Dann liegt es in den Händen der Eltern, wie geduldig und damit wie erfolgreich ein Mensch ist?

Wir wissen, dass Mütter aus eher prekären sozialen Verhältnissen eher fahrlässig mit ihren ungeborenen Kindern umgehen. Sprich: Sie rauchen, trinken, ernähren sich schlechter und gehen möglicherweise in extremen Situationen ihrer Drogensucht nach. Und wir wissen, dass es die Geduldspräferenzen eines Menschen erhöht, wenn er vor solchen Einflüssen beschützt wurde. Wir brauchen also gerade für diese Menschen Interventionen, die ihr eigenes Leben, aber insbesondere das Leben und die Startchancen ihrer Kinder erheblich verbessern.

Was müssen Eltern tun, damit ihr Kind geduldig wird?

Eine gutbürgerliche Familie mit zwei Verdienern und ausreichend Zeit für die Kinder hat in der Regel keine Probleme zu befürchten.
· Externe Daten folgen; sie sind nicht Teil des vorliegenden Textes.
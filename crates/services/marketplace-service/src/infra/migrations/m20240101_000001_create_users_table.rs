//! Migration: Create users table.

use domain::{DEFAULT_USER_RATING, EMAIL_MAX_LENGTH, PASSWORD_HASH_MAX_LENGTH, USERNAME_MAX_LENGTH};
use sea_orm_migration::prelude::*;

use super::Users;

#[derive(DeriveMigrationName)]
pub struct Migration;

#[async_trait::async_trait]
impl MigrationTrait for Migration {
    async fn up(&self, manager: &SchemaManager) -> Result<(), DbErr> {
        manager
            .create_table(
                Table::create()
                    .table(Users::Table)
                    .if_not_exists()
                    .col(
                        ColumnDef::new(Users::Id)
                            .integer()
                            .not_null()
                            .auto_increment()
                            .primary_key(),
                    )
                    .col(
                        ColumnDef::new(Users::Username)
                            .string_len(USERNAME_MAX_LENGTH)
                            .not_null(),
                    )
                    .col(
                        ColumnDef::new(Users::Email)
                            .string_len(EMAIL_MAX_LENGTH)
                            .not_null()
                            .unique_key(),
                    )
                    .col(
                        ColumnDef::new(Users::PasswordHash)
                            .string_len(PASSWORD_HASH_MAX_LENGTH)
                            .not_null(),
                    )
                    .col(
                        ColumnDef::new(Users::Rating)
                            .double()
                            .not_null()
                            .default(DEFAULT_USER_RATING),
                    )
                    .col(
                        ColumnDef::new(Users::CreatedAt)
                            .timestamp_with_time_zone()
                            .not_null()
                            .default(Expr::current_timestamp()),
                    )
                    .to_owned(),
            )
            .await
    }

    async fn down(&self, manager: &SchemaManager) -> Result<(), DbErr> {
        manager
            .drop_table(Table::drop().table(Users::Table).to_owned())
            .await
    }
}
Denn zu den ganz einfachen Interventionen, die die Geduldspräferenzen positiv beeinflussen, gehört beispielsweise, dass mit Kindern regelmäßig gespielt wird – also intelligente Spielbeschäftigung und kein Fernsehschauen. Außerdem hat es immense Effekte, wenn Kinder Freunde haben, um die sie sich kümmern können. Und aus verhaltensökonomischen Studien wissen wir, dass die Ausprägung der Geduldspräferenzen sehr viel mit Dingen wie Empathie, Zuneigung und emotionaler Bindung zur Mutter zu tun hat. Man hat auch Korrelationen hergestellt zwischen der Stilldauer der Mütter und der Geduld – das ist allerdings nur ein Korrelat. Was man aber sicher weiß ist: Je geduldiger die Mutter, desto geduldiger das Kind.

Das heißt dann aber für Erwachsene: Wenn ich einmal ungeduldig bin, weil ich so geprägt wurde, ist alles verloren?

Wir glauben ja, dass wir uns verändern können. Aber je älter man ist, umso schwieriger ist die Verhaltensänderung – und umso härter muss man an sich arbeiten. Das spürt fast jeder – und die Wissenschaft bestätigt das auch.